**TASK PROMPT:**
Only the lines from the start of the data through the one containing "use crate::diagnostic::Diagnostic;" belong in your answer; return them exactly.

-------- DATA SHOWN --------

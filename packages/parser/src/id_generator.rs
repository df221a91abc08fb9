use crate::ast::SectionId;
use crc32fast::Hasher;
use std::sync::atomic::{AtomicU64, Ordering};
use std::time::{SystemTime, UNIX_EPOCH};

static GENERATOR_NONCE: AtomicU64 = AtomicU64::new(0);

/// Generate a stable seed from a project key using CRC32
pub fn get_project_seed(key: &str) -> String {
    let mut hasher = Hasher::new();
    hasher.update(key.as_bytes());
    format!("{:x}", hasher.finalize())
}

/// Sequential ID generator for sections within a project
#[derive(Debug, Clone)]
pub struct IDGenerator {
    seed: String, // Project seed (CRC32)
    count: u64,   // Sequential counter
}

impl IDGenerator {
    pub fn new(key: &str) -> Self {
        Self {
            seed: get_project_seed(key),
            count: 0,
        }
    }

    /// Generator whose seed differs from every other fresh generator in this process
    pub fn fresh() -> Self {
        let nanos = SystemTime::now()
            .duration_since(UNIX_EPOCH)
            .map(|d| d.as_nanos())
            .unwrap_or_default();
        let nonce = GENERATOR_NONCE.fetch_add(1, Ordering::Relaxed);
        Self::new(&format!("{}:{}:{}", std::process::id(), nanos, nonce))
    }

    /// Generate next sequential ID
    pub fn new_id(&mut self) -> SectionId {
        self.count += 1;
        SectionId::new(format!("{}-{}", self.seed, self.count))
    }

    /// Get project seed
    pub fn seed(&self) -> &str {
        &self.seed
    }

    /// Number of ids issued so far
    pub fn issued(&self) -> u64 {
        self.count
    }
}

impl Default for IDGenerator {
    fn default() -> Self {
        Self::fresh()
    }
}
use crate::diagnostic::Diagnostic;
use crate::rules::{LintContext, RuleRegistry};
use reportcraft_common::{walk_section, Position, Visitor};
use reportcraft_parser::ast::{Project, Section};
use std::sync::Arc;

/// Options for configuring the linter
#[derive(Debug, Default)]
pub struct LintOptions {
    /// Custom rule registry (uses default if None)
    pub registry: Option<RuleRegistry>,

    /// Project settings passed to outline-wide rules
    pub context: LintContext,
}

impl LintOptions {
    /// Options carrying a project's own settings
    pub fn for_project(project: &Project) -> Self {
        Self {
            registry: None,
            context: LintContext {
                min_sections: project.min_sections,
            },
        }
    }
}

/// Lint a section forest and return advisory diagnostics
pub fn lint_outline(forest: &[Arc<Section>], options: LintOptions) -> Vec<Diagnostic> {
    let registry = options.registry.unwrap_or_default();
    let mut diagnostics = Vec::new();

    for rule in registry.rules() {
        diagnostics.extend(rule.check_outline(forest, &options.context));
    }

    let mut sections = SectionLinter {
        registry: &registry,
        diagnostics: &mut diagnostics,
    };
    sections.visit_forest(forest);

    tracing::debug!("lint produced {} diagnostic(s)", diagnostics.len());
    diagnostics
}

/// Lint a project's outline with its own settings
pub fn lint_project(project: &Project) -> Vec<Diagnostic> {
    lint_outline(&project.sections, LintOptions::for_project(project))
}

struct SectionLinter<'a> {
    registry: &'a RuleRegistry,
    diagnostics: &'a mut Vec<Diagnostic>,
}

impl Visitor for SectionLinter<'_> {
    fn visit_section(&mut self, section: &Section, position: Position<'_>) {
        for rule in self.registry.rules() {
            self.diagnostics.extend(rule.check_section(section, position));
        }
        walk_section(self, section, position);
    }
}
use crate::config::{Config, DEFAULT_CONFIG_NAME};
use anyhow::Result;
use clap::Args;
use colored::Colorize;
use std::fs;
use std::path::PathBuf;

#[derive(Debug, Args)]
pub struct InitArgs {
    /// Minimum number of top-level sections
    #[arg(long)]
    pub min_sections: Option<usize>,

    /// Depth ceiling for outlines (0 = top-level only)
    #[arg(long)]
    pub max_depth: Option<usize>,

    /// Force overwrite existing config
    #[arg(short, long)]
    pub force: bool,
}

pub fn init(args: InitArgs, cwd: &str) -> Result<()> {
    let config_path = PathBuf::from(cwd).join(DEFAULT_CONFIG_NAME);

    // Check if config already exists
    if config_path.exists() && !args.force {
        println!(
            "{} {} already exists",
            "warning:".yellow(),
            DEFAULT_CONFIG_NAME.bright_white()
        );
        println!("Use --force to overwrite");
        return Ok(());
    }

    let defaults = Config::default();
    let config = Config {
        min_sections: args.min_sections.unwrap_or(defaults.min_sections),
        max_sub_sections_per_section: args
            .max_depth
            .unwrap_or(defaults.max_sub_sections_per_section),
        ..defaults
    };

    fs::write(&config_path, serde_json::to_string_pretty(&config)? + "\n")?;
    println!("  {} Created {}", "✓".green(), DEFAULT_CONFIG_NAME);

    Ok(())
}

--------

**TASK SOLUTION:**
filename packages/parser/src/id_generator.rs
repository df221a91abc08fb9
use crate::ast::SectionId;
use crc32fast::Hasher;
use std::sync::atomic::{AtomicU64, Ordering};
use std::time::{SystemTime, UNIX_EPOCH};

static GENERATOR_NONCE: AtomicU64 = AtomicU64::new(0);

/// Generate a stable seed from a project key using CRC32
pub fn get_project_seed(key: &str) -> String {
    let mut hasher = Hasher::new();
    hasher.update(key.as_bytes());
    format!("{:x}", hasher.finalize())
}

/// Sequential ID generator for sections within a project
#[derive(Debug, Clone)]
pub struct IDGenerator {
    seed: String, // Project seed (CRC32)
    count: u64,   // Sequential counter
}

impl IDGenerator {
    pub fn new(key: &str) -> Self {
        Self {
            seed: get_project_seed(key),
            count: 0,
        }
    }

    /// Generator whose seed differs from every other fresh generator in this process
    pub fn fresh() -> Self {
        let nanos = SystemTime::now()
            .duration_since(UNIX_EPOCH)
            .map(|d| d.as_nanos())
            .unwrap_or_default();
        let nonce = GENERATOR_NONCE.fetch_add(1, Ordering::Relaxed);
        Self::new(&format!("{}:{}:{}", std::process::id(), nanos, nonce))
    }

    /// Generate next sequential ID
    pub fn new_id(&mut self) -> SectionId {
        self.count += 1;
        SectionId::new(format!("{}-{}", self.seed, self.count))
    }

    /// Get project seed
    pub fn seed(&self) -> &str {
        &self.seed
    }

    /// Number of ids issued so far
    pub fn issued(&self) -> u64 {
        self.count
    }
}

impl Default for IDGenerator {
    fn default() -> Self {
        Self::fresh()
    }
}
use crate::diagnostic::Diagnostic;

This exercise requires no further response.